Re: AWS forcing PG upgrade from v9.6 a disaster
*SOLVED !!!* Below is the *new* EXPLAIN ANALYZE for *13.2* on AWS RDS
(with *no changes* to server parameters) along with the prior EXPLAIN
ANALYZE outputs for easy comparison.
While I didn't discount the significance & effect of optimizing the
server parameters, this problem always seemed to me like a fundamental
difference in how the PostgreSQL planner viewed the structure of the
query.
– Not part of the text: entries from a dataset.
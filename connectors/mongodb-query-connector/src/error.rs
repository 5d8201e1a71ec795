use thiserror::Error;

pub type Result<T> = std::result::Result<T, Error>;

/// Connector error taxonomy.
///
/// Backend errors pass through verbatim. Compilation errors are fatal and
/// raised synchronously while lowering an operation log; they indicate a
/// malformed builder state, never a server-side condition.
#[derive(Debug, Error)]
pub enum Error {
    #[error("compilation error: {0}")]
    Compilation(#[from] CompilationError),

    #[error(transparent)]
    Backend(#[from] mongodb::error::Error),

    /// Commit failed after the session may already have produced side
    /// effects. A best-effort rollback was attempted before this surfaced.
    #[error("transaction finalization failed: {0}")]
    TransactionFinalization(#[source] mongodb::error::Error),

    #[error("invalid argument: {0}")]
    InvalidArgument(String),
}

#[derive(Debug, Error)]
pub enum CompilationError {
    #[error("unknown comparison operator `{op}`")]
    UnknownOperator { op: String },

    #[error("aggregate descriptor `{descriptor}` is missing its field")]
    MissingAggregateField { descriptor: &'static str },

    #[error("projection aggregate `{op}` is not a known reduction")]
    UnknownProjectionAggregate { op: String },

    #[error("raw expression is not a document: {detail}")]
    MalformedRawExpression { detail: String },

    #[error("value is not representable in the backend document model: {detail}")]
    UnrepresentableValue { detail: String },

    #[error("operator `{op}` expects an array of values")]
    ExpectedValueList { op: String },
}

impl Error {
    pub fn invalid_argument(message: impl Into<String>) -> Self {
        Error::InvalidArgument(message.into())
    }
}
In particular, I had a usage pattern of writing VIEWS that
worked very well with v9.6 & prior versions, but which made me suspect a
route of attack:
Since the FCC tables contain lots of one-character codes for different
conditions, to simplify maintenance & displays to humans, I created over
twenty tiny lookup tables (a dozen or so entries in each table), to
render a human-readable field as a replacement for the original
one-character field in many of the VIEWs. In some cases those
"humanized" fields were used as conditions in SELECT statements. Of
course, fields that are not referenced or selected for output from a
particular query, never get looked up (an advantage over using a JOIN
for each lookup). In some cases, for ease of handling multiple or
complex lookups, I indeed used a JOIN. All this worked fine until v10.
Here's the FROM clause that bit me:
FROM lic_en
JOIN govt_region USING (territory_id, country_id)
LEFT JOIN zip_code USING (territory_id, country_id, zip5)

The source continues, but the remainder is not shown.